All lines from the first line of the material up to and including the line with "pub fn hub(&self)" must be copied exactly, and no others.
————————
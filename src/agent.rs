//! Agent facade.
//!
//! Stands in for the client library's agent object. Lifecycle hooks either
//! do nothing or call the supplied callback straight away, and the queue
//! factories build [`Sender`]s and [`Receiver`]s bound to the agent's hub.

use std::sync::Arc;

use crate::{
    // ---
    global_hub,
    log_debug,
    AgentOptions,
    FakeHub,
    Receiver,
    Sender,
    SenderOptions,
    SubscribeOptions,
    TestLogger,
};

/// Fake agent.
///
/// # Example
///
/// ```
/// use mom_double::{Agent, FakeHub, SenderOptions};
/// use serde_json::json;
///
/// let agent = Agent::with_hub(FakeHub::new());
/// let mut started = false;
/// agent.acknowledge_start(|| started = true);
/// assert!(started);
///
/// agent.sender("audit", SenderOptions::default()).publish(json!("hi")).unwrap();
/// assert_eq!(agent.hub().message_count("audit"), 1);
/// ```
#[derive(Debug, Clone)]
pub struct Agent {
    // ---
    hub: Arc<FakeHub>,
}

impl Default for Agent {
    fn default() -> Self {
        Self::new()
    }
}

impl Agent {
    /// Create an agent on the process-global hub.
    pub fn new() -> Self {
        Self::with_hub(global_hub())
    }

    /// Create an agent on `hub`.
    pub fn with_hub(hub: Arc<FakeHub>) -> Self {
        Self { hub }
    }

    /// Agent-wide option setter. Ignored.
    pub fn options(_options: AgentOptions) {}

    pub fn hub(&self) -> &Arc<FakeHub> {
        &self.hub
    }

    // --------------------
    // Lifecycle
    // --------------------

    /// Signals are never trapped; `handlers` are not installed.
    pub fn run_signal_handlers<H>(&self, _signal: &str, _handlers: &[H]) {}

    pub fn setup_control_queue(&self) {}

    pub fn setup_stats_queue(&self) {}

    pub fn start_keep_alive(&self) {}

    /// Queues declared by the agent. The fake declares none.
    pub fn queues(&self) -> Vec<String> {
        Vec::new()
    }

    /// Run `callback` as if the start acknowledgement had gone out.
    pub fn acknowledge_start(&self, callback: impl FnOnce()) {
        log_debug!("acknowledge start");
        callback();
    }

    /// Run `callback` as if the stop acknowledgement had gone out.
    pub fn acknowledge_stop(&self, callback: impl FnOnce()) {
        log_debug!("acknowledge stop");
        callback();
    }

    // --------------------
    // Queues
    // --------------------

    pub fn receiver(&self, queue_name: impl Into<String>, options: SubscribeOptions) -> Receiver {
        Receiver::with_hub(self.hub.clone(), queue_name, options)
    }

    /// Create a receiver and hand it to `setup` before returning it.
    pub fn receiver_with<F>(&self, queue_name: impl Into<String>, options: SubscribeOptions, setup: F) -> Receiver
    where
        F: FnOnce(&mut Receiver),
    {
        // ---
        let mut receiver = self.receiver(queue_name, options);
        setup(&mut receiver);
        receiver
    }

    pub fn sender(&self, queue_name: impl Into<String>, options: SenderOptions) -> Sender {
        Sender::with_hub(self.hub.clone(), queue_name, options)
    }

    /// Create one sender per queue name, each configured by `setup`.
    pub fn senders<I, S, F>(&self, queue_names: I, options: SenderOptions, mut setup: F) -> Vec<Sender>
    where
        I: IntoIterator<Item = S>,
        S: Into<String>,
        F: FnMut(&mut Sender),
    {
        // ---
        queue_names
            .into_iter()
            .map(|name| Sender::build(self.hub.clone(), name, options.clone(), &mut setup))
            .collect()
    }

    // --------------------
    // Logging
    // --------------------

    /// The logger shared through the agent's hub.
    pub fn logger(&self) -> Arc<TestLogger> {
        self.hub.logger()
    }

    /// Same as [`logger`](Self::logger).
    pub fn get_test_logger(&self) -> Arc<TestLogger> {
        self.logger()
    }
}

#[cfg(test)]
mod tests {
    // ---
    use super::*;
    use crate::{Level, RecordingHandle};
    use serde_json::json;

    #[test]
    fn test_lifecycle_hooks() {
        // ---
        let agent = Agent::with_hub(FakeHub::new());
        let mut calls = Vec::new();

        Agent::options(AgentOptions::default());
        agent.run_signal_handlers::<fn()>("TERM", &[]);
        agent.setup_control_queue();
        agent.setup_stats_queue();
        agent.start_keep_alive();
        agent.acknowledge_start(|| calls.push("start"));
        agent.acknowledge_stop(|| calls.push("stop"));

        assert_eq!(calls, vec!["start", "stop"]);
        assert!(agent.queues().is_empty());
    }

    #[test]
    fn test_receiver_with_runs_setup() {
        // ---
        let hub = FakeHub::new();
        let agent = Agent::with_hub(hub.clone());

        agent.receiver_with("jobs", SubscribeOptions::default(), |r| {
            r.subscribe(|_payload, _delivery| Ok(()));
        });

        assert_eq!(hub.subscribed_queues(), vec!["jobs".to_string()]);
        hub.send_message("jobs", json!(1), RecordingHandle::new()).unwrap();
    }

    #[test]
    fn test_senders_one_per_queue() {
        // ---
        let agent = Agent::with_hub(FakeHub::new());
        let mut configured = Vec::new();

        let senders = agent.senders(["a", "b", "c"], SenderOptions::default(), |s| {
            configured.push(s.queue_name().to_owned());
        });

        assert_eq!(configured, vec!["a", "b", "c"]);
        let names: Vec<&str> = senders.iter().map(Sender::queue_name).collect();
        assert_eq!(names, vec!["a", "b", "c"]);
    }

    #[test]
    fn test_logger_is_shared_with_hub() {
        // ---
        let hub = FakeHub::new();
        let agent = Agent::with_hub(hub.clone());

        agent.logger().warn("careful");
        assert_eq!(hub.logger().entries(Level::Warn), vec![json!("careful")]);
        assert!(Arc::ptr_eq(&agent.get_test_logger(), &hub.logger()));
    }
}
use std::fmt;
use std::sync::Arc;

use serde::Serialize;

use crate::{global_hub, log_debug, FakeHub, Message, ReplyOptions, Result, SenderOptions};

/// Callback receiving the reply to a published request.
pub type ReplyCallback = Arc<dyn Fn(Message) + Send + Sync>;

/// Producer side of a queue.
///
/// Publishing records the message on the hub. When the hub has a reply
/// function for the queue and this sender registered [`on_reply`], the reply
/// is computed and handed to the callback before `publish` returns.
///
/// [`on_reply`]: Sender::on_reply
///
/// # Example
///
/// ```
/// use mom_double::{FakeHub, Message, ReplyOptions, Sender, SenderOptions};
/// use serde_json::json;
/// use std::sync::{Arc, Mutex};
///
/// let hub = FakeHub::new();
/// hub.set_reply_handler("math", |m: &Message| Ok(json!(m["a"].as_i64().unwrap_or(0) + 1)));
///
/// let replies = Arc::new(Mutex::new(Vec::new()));
/// let sink = replies.clone();
///
/// let sender = Sender::build(hub.clone(), "math", SenderOptions::default(), |s| {
///     s.on_reply(ReplyOptions::default(), move |reply| sink.lock().unwrap().push(reply));
/// });
///
/// sender.publish(json!({"a": 41})).unwrap();
/// assert_eq!(*replies.lock().unwrap(), vec![json!(42)]);
/// assert_eq!(sender.count(), 1);
/// ```
#[derive(Clone)]
pub struct Sender {
    // ---
    hub: Arc<FakeHub>,
    queue_name: String,
    options: SenderOptions,
    on_reply: Option<(ReplyOptions, ReplyCallback)>,
}

impl Sender {
    /// Create a sender on the process-global hub.
    pub fn new(queue_name: impl Into<String>) -> Self {
        Self::with_hub(global_hub(), queue_name, SenderOptions::default())
    }

    /// Create a sender with options on the process-global hub.
    pub fn with_options(queue_name: impl Into<String>, options: SenderOptions) -> Self {
        Self::with_hub(global_hub(), queue_name, options)
    }

    /// Create a sender on `hub`.
    pub fn with_hub(hub: Arc<FakeHub>, queue_name: impl Into<String>, options: SenderOptions) -> Self {
        // ---
        Self {
            hub,
            queue_name: queue_name.into(),
            options,
            on_reply: None,
        }
    }

    /// Create a sender on `hub` and configure it with `setup` right away.
    pub fn build<F>(hub: Arc<FakeHub>, queue_name: impl Into<String>, options: SenderOptions, setup: F) -> Self
    where
        F: FnOnce(&mut Sender),
    {
        // ---
        let mut sender = Self::with_hub(hub, queue_name, options);
        setup(&mut sender);
        sender
    }

    pub fn queue_name(&self) -> &str {
        &self.queue_name
    }

    pub fn options(&self) -> &SenderOptions {
        &self.options
    }

    /// Options given with the current `on_reply` callback, if any.
    pub fn reply_options(&self) -> Option<&ReplyOptions> {
        self.on_reply.as_ref().map(|(opts, _)| opts)
    }

    /// Register the callback receiving replies to this sender's publishes.
    ///
    /// Replaces any previously registered callback.
    pub fn on_reply<F>(&mut self, options: ReplyOptions, callback: F)
    where
        F: Fn(Message) + Send + Sync + 'static,
    {
        self.on_reply = Some((options, Arc::new(callback)));
    }

    /// Accepted for compatibility. Replies are instant, so the fake never
    /// times out and `handler` is dropped unused.
    pub fn on_timeout<F>(&mut self, _handler: F)
    where
        F: FnOnce(),
    {
    }

    /// Publish `message` on this sender's queue.
    ///
    /// # Errors
    ///
    /// Propagates a failure of the queue's reply function. The message is
    /// recorded even then.
    pub fn publish(&self, message: impl Into<Message>) -> Result<()> {
        self.publish_then(message, || {})
    }

    /// Publish `message`, then run `completion`, then deliver the reply (if
    /// one is due).
    pub fn publish_then(&self, message: impl Into<Message>, completion: impl FnOnce()) -> Result<()> {
        // ---
        let message = message.into();

        // the stored copy is owned by the hub; keep one for the reply
        let request = self.on_reply.as_ref().map(|_| message.clone());

        self.hub.add_message(&self.queue_name, message);
        completion();

        let (Some(request), Some((_, callback))) = (request, self.on_reply.as_ref()) else {
            return Ok(());
        };

        if let Some(reply_fn) = self.hub.reply_handler(&self.queue_name) {
            log_debug!("replying to publish on {}", self.queue_name);
            let reply = reply_fn(&request)?;
            callback(reply);
        }

        Ok(())
    }

    /// Serialize `message` and publish it.
    pub fn publish_json<T: Serialize>(&self, message: &T) -> Result<()> {
        let value = serde_json::to_value(message)?;
        self.publish(value)
    }

    /// Run `completion` with the number of messages published on this queue.
    pub fn message_count(&self, completion: impl FnOnce(usize)) {
        completion(self.count());
    }

    pub fn count(&self) -> usize {
        self.hub.message_count(&self.queue_name)
    }
}

impl fmt::Debug for Sender {
    fn fmt(&self, f: &mut fmt::Formatter<'_>) -> fmt::Result {
        f.debug_struct("Sender")
            .field("queue_name", &self.queue_name)
            .field("options", &self.options)
            .field("reply_options", &self.reply_options())
            .finish_non_exhaustive()
    }
}
use std::collections::HashMap;

use crate::Message;

/// Messages published to each queue, in publish order.
#[derive(Debug, Default)]
pub struct MessageStore {
    // ---
    queues: HashMap<String, Vec<Message>>,
}

impl MessageStore {
    /// Append `message` to `queue_name`, creating the queue if absent.
    pub fn enqueue(&mut self, queue_name: &str, message: Message) {
        self.messages_for(queue_name).push(message);
    }

    /// Messages recorded for `queue_name`, creating an empty queue if absent.
    pub fn messages_for(&mut self, queue_name: &str) -> &mut Vec<Message> {
        // ---
        self.queues.entry(queue_name.to_owned()).or_default()
    }

    pub fn count(&mut self, queue_name: &str) -> usize {
        self.messages_for(queue_name).len()
    }

    /// Drop every queue.
    pub fn clear(&mut self) {
        self.queues.clear();
    }
}

#[cfg(test)]
mod tests {
    // ---
    use super::*;
    use serde_json::json;

    #[test]
    fn test_enqueue_preserves_order() {
        // ---
        let mut store = MessageStore::default();
        store.enqueue("jobs", json!(1));
        store.enqueue("jobs", json!({"n": 2}));
        store.enqueue("other", json!("x"));

        assert_eq!(store.messages_for("jobs"), &vec![json!(1), json!({"n": 2})]);
        assert_eq!(store.count("other"), 1);
    }

    #[test]
    fn test_unknown_queue_is_empty() {
        // ---
        let mut store = MessageStore::default();
        assert!(store.messages_for("nowhere").is_empty());
        assert_eq!(store.count("nowhere"), 0);
    }

    #[test]
    fn test_clear_drops_all_queues() {
        // ---
        let mut store = MessageStore::default();
        store.enqueue("a", json!(null));
        store.enqueue("b", json!(null));
        store.clear();

        assert_eq!(store.count("a"), 0);
        assert_eq!(store.count("b"), 0);
    }
}
//! Options accepted by the facades.
//!
//! Callers of the real client pass loosely typed option maps. Each options
//! type here names the keys the fake understands and keeps every other key
//! in `extra`, so option maps can be passed through unchanged via
//! `from_value` or built with the `with_*` setters.

use serde::de::DeserializeOwned;
use serde::{Deserialize, Serialize};
use serde_json::{Map, Value};

use crate::Result;

fn from_json<T: DeserializeOwned>(value: Value) -> Result<T> {
    Ok(serde_json::from_value(value)?)
}

/// Options given to a [`Receiver`](crate::Receiver) and stored with its
/// subscription.
///
/// # Example
///
/// ```
/// use mom_double::SubscribeOptions;
/// use serde_json::json;
///
/// let opts = SubscribeOptions::from_value(json!({"auto_ack": false, "prefetch": 5})).unwrap();
/// assert!(!opts.auto_ack());
/// assert_eq!(opts.extra["prefetch"], json!(5));
/// ```
#[derive(Debug, Clone, Default, PartialEq, Serialize, Deserialize)]
#[serde(default)]
pub struct SubscribeOptions {
    // ---
    /// Acknowledge each delivery before the handler sees it.
    ///
    /// Unset means `true`.
    #[serde(skip_serializing_if = "Option::is_none")]
    pub auto_ack: Option<bool>,

    /// Keys the fake stores but does not interpret.
    #[serde(flatten)]
    pub extra: Map<String, Value>,
}

impl SubscribeOptions {
    /// Parse options from a JSON object.
    pub fn from_value(value: Value) -> Result<Self> {
        from_json(value)
    }

    /// Resolved auto-ack flag (defaults to `true`).
    pub fn auto_ack(&self) -> bool {
        self.auto_ack.unwrap_or(true)
    }

    /// Set the auto-ack flag explicitly.
    pub fn with_auto_ack(mut self, auto_ack: bool) -> Self {
        self.auto_ack = Some(auto_ack);
        self
    }

    /// Store an uninterpreted option.
    pub fn with_option(mut self, key: impl Into<String>, value: impl Into<Value>) -> Self {
        self.extra.insert(key.into(), value.into());
        self
    }
}

/// Options given to a [`Sender`](crate::Sender). Stored, never interpreted.
#[derive(Debug, Clone, Default, PartialEq, Serialize, Deserialize)]
#[serde(default)]
pub struct SenderOptions {
    #[serde(flatten)]
    pub extra: Map<String, Value>,
}

impl SenderOptions {
    /// Parse options from a JSON object.
    pub fn from_value(value: Value) -> Result<Self> {
        from_json(value)
    }

    /// Store an uninterpreted option.
    pub fn with_option(mut self, key: impl Into<String>, value: impl Into<Value>) -> Self {
        self.extra.insert(key.into(), value.into());
        self
    }
}

/// Options passed along with an `on_reply` callback.
///
/// The fake answers replies instantly, so `timeout_secs` is recorded but
/// never enforced.
#[derive(Debug, Clone, Default, PartialEq, Serialize, Deserialize)]
#[serde(default)]
pub struct ReplyOptions {
    #[serde(rename = "timeout", skip_serializing_if = "Option::is_none")]
    pub timeout_secs: Option<u64>,

    #[serde(flatten)]
    pub extra: Map<String, Value>,
}

impl ReplyOptions {
    pub fn from_value(value: Value) -> Result<Self> {
        from_json(value)
    }

    pub fn with_timeout_secs(mut self, secs: u64) -> Self {
        self.timeout_secs = Some(secs);
        self
    }
}

/// Requeue behaviour configured on a [`Receiver`](crate::Receiver).
///
/// Requeueing is not simulated; these values are only kept so tests can
/// check what the code under test asked for.
#[derive(Debug, Clone, Default, PartialEq, Serialize, Deserialize)]
#[serde(default)]
pub struct RequeueOptions {
    // ---
    /// Maximum number of requeues before the limit handler would fire.
    #[serde(skip_serializing_if = "Option::is_none")]
    pub count: Option<u32>,

    /// Delay between requeues, in seconds.
    #[serde(skip_serializing_if = "Option::is_none")]
    pub delay: Option<u64>,

    /// Backoff strategy name (e.g. `"linear"`, `"exponential"`).
    #[serde(skip_serializing_if = "Option::is_none")]
    pub strategy: Option<String>,

    #[serde(flatten)]
    pub extra: Map<String, Value>,
}

impl RequeueOptions {
    pub fn from_value(value: Value) -> Result<Self> {
        from_json(value)
    }

    pub fn with_count(mut self, count: u32) -> Self {
        self.count = Some(count);
        self
    }

    pub fn with_delay(mut self, secs: u64) -> Self {
        self.delay = Some(secs);
        self
    }

    pub fn with_strategy(mut self, strategy: impl Into<String>) -> Self {
        self.strategy = Some(strategy.into());
        self
    }
}

/// Agent-wide options. Accepted and ignored by
/// [`Agent::options`](crate::Agent::options).
#[derive(Debug, Clone, Default, PartialEq, Serialize, Deserialize)]
#[serde(default)]
pub struct AgentOptions {
    #[serde(flatten)]
    pub extra: Map<String, Value>,
}

impl AgentOptions {
    pub fn from_value(value: Value) -> Result<Self> {
        from_json(value)
    }
}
————————
* _YOUR SOLUTION_:
filename src/agent.rs
//! Agent facade.
//!
//! Stands in for the client library's agent object. Lifecycle hooks either
//! do nothing or call the supplied callback straight away, and the queue
//! factories build [`Sender`]s and [`Receiver`]s bound to the agent's hub.

use std::sync::Arc;

use crate::{
    // ---
    global_hub,
    log_debug,
    AgentOptions,
    FakeHub,
    Receiver,
    Sender,
    SenderOptions,
    SubscribeOptions,
    TestLogger,
};

/// Fake agent.
///
/// # Example
///
/// ```
/// use mom_double::{Agent, FakeHub, SenderOptions};
/// use serde_json::json;
///
/// let agent = Agent::with_hub(FakeHub::new());
/// let mut started = false;
/// agent.acknowledge_start(|| started = true);
/// assert!(started);
///
/// agent.sender("audit", SenderOptions::default()).publish(json!("hi")).unwrap();
/// assert_eq!(agent.hub().message_count("audit"), 1);
/// ```
#[derive(Debug, Clone)]
pub struct Agent {
    // ---
    hub: Arc<FakeHub>,
}

impl Default for Agent {
    fn default() -> Self {
        Self::new()
    }
}

impl Agent {
    /// Create an agent on the process-global hub.
    pub fn new() -> Self {
        Self::with_hub(global_hub())
    }

    /// Create an agent on `hub`.
    pub fn with_hub(hub: Arc<FakeHub>) -> Self {
        Self { hub }
    }

    /// Agent-wide option setter. Ignored.
    pub fn options(_options: AgentOptions) {}

    pub fn hub(&self) -> &Arc<FakeHub> {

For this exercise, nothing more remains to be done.